Saved entries:
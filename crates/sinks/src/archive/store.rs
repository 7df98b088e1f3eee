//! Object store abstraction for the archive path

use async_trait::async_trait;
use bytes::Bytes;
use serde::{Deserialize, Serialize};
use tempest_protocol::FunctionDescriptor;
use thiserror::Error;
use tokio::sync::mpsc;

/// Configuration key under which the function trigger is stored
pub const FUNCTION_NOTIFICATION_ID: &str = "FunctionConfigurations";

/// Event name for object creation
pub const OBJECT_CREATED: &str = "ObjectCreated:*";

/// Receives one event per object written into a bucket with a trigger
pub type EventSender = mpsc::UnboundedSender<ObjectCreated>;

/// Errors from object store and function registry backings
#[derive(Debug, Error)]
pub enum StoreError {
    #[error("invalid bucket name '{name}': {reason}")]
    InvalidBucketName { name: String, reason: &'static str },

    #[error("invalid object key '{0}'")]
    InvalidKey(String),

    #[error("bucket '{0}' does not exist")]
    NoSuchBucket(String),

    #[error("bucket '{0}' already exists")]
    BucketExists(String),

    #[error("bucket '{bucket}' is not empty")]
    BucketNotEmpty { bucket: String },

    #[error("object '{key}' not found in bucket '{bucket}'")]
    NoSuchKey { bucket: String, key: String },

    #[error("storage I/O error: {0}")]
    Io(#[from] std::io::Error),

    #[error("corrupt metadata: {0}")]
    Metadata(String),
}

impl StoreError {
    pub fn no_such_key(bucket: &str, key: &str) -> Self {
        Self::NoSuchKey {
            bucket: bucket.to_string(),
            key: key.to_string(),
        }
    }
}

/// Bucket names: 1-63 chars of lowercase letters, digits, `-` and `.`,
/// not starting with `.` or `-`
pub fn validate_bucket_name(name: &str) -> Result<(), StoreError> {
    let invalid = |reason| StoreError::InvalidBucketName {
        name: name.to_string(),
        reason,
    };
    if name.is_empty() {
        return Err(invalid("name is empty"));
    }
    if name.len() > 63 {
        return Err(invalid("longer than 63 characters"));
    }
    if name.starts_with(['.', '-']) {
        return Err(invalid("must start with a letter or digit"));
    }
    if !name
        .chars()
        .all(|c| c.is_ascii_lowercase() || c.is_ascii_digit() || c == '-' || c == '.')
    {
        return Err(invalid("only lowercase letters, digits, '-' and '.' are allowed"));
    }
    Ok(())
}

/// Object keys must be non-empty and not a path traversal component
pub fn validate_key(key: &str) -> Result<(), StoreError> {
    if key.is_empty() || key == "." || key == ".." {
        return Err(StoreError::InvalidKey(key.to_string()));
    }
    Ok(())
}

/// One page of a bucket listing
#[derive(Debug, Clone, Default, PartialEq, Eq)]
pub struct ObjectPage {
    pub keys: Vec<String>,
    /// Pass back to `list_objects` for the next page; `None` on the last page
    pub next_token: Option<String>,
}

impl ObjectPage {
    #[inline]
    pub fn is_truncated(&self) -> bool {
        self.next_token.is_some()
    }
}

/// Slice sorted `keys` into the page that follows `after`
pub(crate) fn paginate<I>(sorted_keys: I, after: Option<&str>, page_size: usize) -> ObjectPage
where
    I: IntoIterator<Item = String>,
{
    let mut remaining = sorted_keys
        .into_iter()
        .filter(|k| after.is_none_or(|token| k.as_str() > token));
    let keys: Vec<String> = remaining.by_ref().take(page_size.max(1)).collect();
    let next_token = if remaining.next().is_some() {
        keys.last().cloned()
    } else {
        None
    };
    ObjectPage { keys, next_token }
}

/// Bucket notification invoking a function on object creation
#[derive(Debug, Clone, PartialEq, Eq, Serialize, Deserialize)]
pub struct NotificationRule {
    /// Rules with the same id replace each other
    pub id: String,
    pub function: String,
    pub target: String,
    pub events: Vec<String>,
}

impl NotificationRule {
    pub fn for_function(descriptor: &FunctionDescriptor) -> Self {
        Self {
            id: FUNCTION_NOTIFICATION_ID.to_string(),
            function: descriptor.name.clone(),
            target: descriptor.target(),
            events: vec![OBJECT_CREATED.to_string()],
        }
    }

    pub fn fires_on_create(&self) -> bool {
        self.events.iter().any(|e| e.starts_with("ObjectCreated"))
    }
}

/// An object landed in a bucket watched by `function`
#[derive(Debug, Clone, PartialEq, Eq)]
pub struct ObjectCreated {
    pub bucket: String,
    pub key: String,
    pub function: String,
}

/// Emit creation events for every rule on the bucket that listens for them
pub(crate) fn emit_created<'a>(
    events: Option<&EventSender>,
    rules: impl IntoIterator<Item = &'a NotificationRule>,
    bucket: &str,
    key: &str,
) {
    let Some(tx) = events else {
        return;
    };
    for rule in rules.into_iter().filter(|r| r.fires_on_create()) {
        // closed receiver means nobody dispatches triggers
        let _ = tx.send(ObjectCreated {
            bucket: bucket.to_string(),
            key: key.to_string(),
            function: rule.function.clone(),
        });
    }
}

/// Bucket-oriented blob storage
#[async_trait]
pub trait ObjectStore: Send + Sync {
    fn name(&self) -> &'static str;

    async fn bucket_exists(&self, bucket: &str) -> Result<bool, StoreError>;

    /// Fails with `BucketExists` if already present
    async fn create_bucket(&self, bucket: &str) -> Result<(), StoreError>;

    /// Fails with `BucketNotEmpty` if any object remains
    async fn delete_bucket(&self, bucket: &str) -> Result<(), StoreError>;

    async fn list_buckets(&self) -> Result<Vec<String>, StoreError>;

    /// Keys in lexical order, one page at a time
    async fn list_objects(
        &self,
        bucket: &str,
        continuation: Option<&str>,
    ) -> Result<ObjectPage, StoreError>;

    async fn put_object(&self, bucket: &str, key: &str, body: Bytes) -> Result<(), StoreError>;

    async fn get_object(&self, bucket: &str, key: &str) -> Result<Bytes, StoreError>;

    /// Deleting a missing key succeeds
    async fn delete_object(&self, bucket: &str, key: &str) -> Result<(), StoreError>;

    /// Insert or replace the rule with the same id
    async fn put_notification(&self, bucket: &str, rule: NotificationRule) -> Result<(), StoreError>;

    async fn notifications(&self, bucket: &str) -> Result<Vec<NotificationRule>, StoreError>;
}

» **PROBLEM TO SOLVE**
Please transcribe all of the records, keeping every line exactly as it is.

» **ANSWER SPACE**
filename crates/sinks/src/archive/store.rs
repository 7df98b088e1f3eee
//! Object store abstraction for the archive path

use async_trait::async_trait;
use bytes::Bytes;
use serde::{Deserialize, Serialize};
use tempest_protocol::FunctionDescriptor;
use thiserror::Error;
use tokio::sync::mpsc;

/// Configuration key under which the function trigger is stored
pub const FUNCTION_NOTIFICATION_ID: &str = "FunctionConfigurations";

/// Event name for object creation
pub const OBJECT_CREATED: &str = "ObjectCreated:*";

/// Receives one event per object written into a bucket with a trigger
pub type EventSender = mpsc::UnboundedSender<ObjectCreated>;

/// Errors from object store and function registry backings
#[derive(Debug, Error)]
pub enum StoreError {
    #[error("invalid bucket name '{name}': {reason}")]
    InvalidBucketName { name: String, reason: &'static str },

    #[error("invalid object key '{0}'")]
    InvalidKey(String),

    #[error("bucket '{0}' does not exist")]
    NoSuchBucket(String),

    #[error("bucket '{0}' already exists")]
    BucketExists(String),

    #[error("bucket '{bucket}' is not empty")]
    BucketNotEmpty { bucket: String },

    #[error("object '{key}' not found in bucket '{bucket}'")]
    NoSuchKey { bucket: String, key: String },

    #[error("storage I/O error: {0}")]
    Io(#[from] std::io::Error),

    #[error("corrupt metadata: {0}")]
    Metadata(String),
}

impl StoreError {
    pub fn no_such_key(bucket: &str, key: &str) -> Self {
        Self::NoSuchKey {
            bucket: bucket.to_string(),
            key: key.to_string(),
        }
    }
}

/// Bucket names: 1-63 chars of lowercase letters, digits, `-` and `.`,
/// not starting with `.` or `-`
pub fn validate_bucket_name(name: &str) -> Result<(), StoreError> {
    let invalid = |reason| StoreError::InvalidBucketName {
        name: name.to_string(),
        reason,
    };
    if name.is_empty() {
        return Err(invalid("name is empty"));
    }
    if name.len() > 63 {
        return Err(invalid("longer than 63 characters"));
    }
    if name.starts_with(['.', '-']) {
        return Err(invalid("must start with a letter or digit"));
    }
    if !name
        .chars()
        .all(|c| c.is_ascii_lowercase() || c.is_ascii_digit() || c == '-' || c == '.')
    {
        return Err(invalid("only lowercase letters, digits, '-' and '.' are allowed"));
    }
    Ok(())
}

/// Object keys must be non-empty and not a path traversal component
pub fn validate_key(key: &str) -> Result<(), StoreError> {
    if key.is_empty() || key == "." || key == ".." {
        return Err(StoreError::InvalidKey(key.to_string()));
    }
    Ok(())
}

/// One page of a bucket listing
#[derive(Debug, Clone, Default, PartialEq, Eq)]
pub struct ObjectPage {
    pub keys: Vec<String>,
    /// Pass back to `list_objects` for the next page; `None` on the last page
    pub next_token: Option<String>,
}

impl ObjectPage {
    #[inline]
    pub fn is_truncated(&self) -> bool {
        self.next_token.is_some()
    }
}

/// Slice sorted `keys` into the page that follows `after`
pub(crate) fn paginate<I>(sorted_keys: I, after: Option<&str>, page_size: usize) -> ObjectPage
where
    I: IntoIterator<Item = String>,
{
    let mut remaining = sorted_keys
        .into_iter()
        .filter(|k| after.is_none_or(|token| k.as_str() > token));
    let keys: Vec<String> = remaining.by_ref().take(page_size.max(1)).collect();
    let next_token = if remaining.next().is_some() {
        keys.last().cloned()
    } else {
        None
    };
    ObjectPage { keys, next_token }
}

/// Bucket notification invoking a function on object creation
#[derive(Debug, Clone, PartialEq, Eq, Serialize, Deserialize)]
pub struct NotificationRule {
    /// Rules with the same id replace each other
    pub id: String,
    pub function: String,
    pub target: String,
    pub events: Vec<String>,
}

impl NotificationRule {
    pub fn for_function(descriptor: &FunctionDescriptor) -> Self {
        Self {
            id: FUNCTION_NOTIFICATION_ID.to_string(),
            function: descriptor.name.clone(),
            target: descriptor.target(),
            events: vec![OBJECT_CREATED.to_string()],
        }
    }

    pub fn fires_on_create(&self) -> bool {
        self.events.iter().any(|e| e.starts_with("ObjectCreated"))
    }
}

/// An object landed in a bucket watched by `function`
#[derive(Debug, Clone, PartialEq, Eq)]
pub struct ObjectCreated {
    pub bucket: String,
    pub key: String,
    pub function: String,
}

/// Emit creation events for every rule on the bucket that listens for them
pub(crate) fn emit_created<'a>(
    events: Option<&EventSender>,
    rules: impl IntoIterator<Item = &'a NotificationRule>,
    bucket: &str,
    key: &str,
) {
    let Some(tx) = events else {
        return;
    };
    for rule in rules.into_iter().filter(|r| r.fires_on_create()) {
        // closed receiver means nobody dispatches triggers
        let _ = tx.send(ObjectCreated {
            bucket: bucket.to_string(),
            key: key.to_string(),
            function: rule.function.clone(),
        });
    }
}

/// Bucket-oriented blob storage
#[async_trait]
pub trait ObjectStore: Send + Sync {
    fn name(&self) -> &'static str;

    async fn bucket_exists(&self, bucket: &str) -> Result<bool, StoreError>;

    /// Fails with `BucketExists` if already present
    async fn create_bucket(&self, bucket: &str) -> Result<(), StoreError>;

    /// Fails with `BucketNotEmpty` if any object remains
    async fn delete_bucket(&self, bucket: &str) -> Result<(), StoreError>;

    async fn list_buckets(&self) -> Result<Vec<String>, StoreError>;

    /// Keys in lexical order, one page at a time
    async fn list_objects(
        &self,
        bucket: &str,
        continuation: Option<&str>,
    ) -> Result<ObjectPage, StoreError>;

    async fn put_object(&self, bucket: &str, key: &str, body: Bytes) -> Result<(), StoreError>;

    async fn get_object(&self, bucket: &str, key: &str) -> Result<Bytes, StoreError>;

    /// Deleting a missing key succeeds
    async fn delete_object(&self, bucket: &str, key: &str) -> Result<(), StoreError>;

    /// Insert or replace the rule with the same id
    async fn put_notification(&self, bucket: &str, rule: NotificationRule) -> Result<(), StoreError>;

    async fn notifications(&self, bucket: &str) -> Result<Vec<NotificationRule>, StoreError>;
}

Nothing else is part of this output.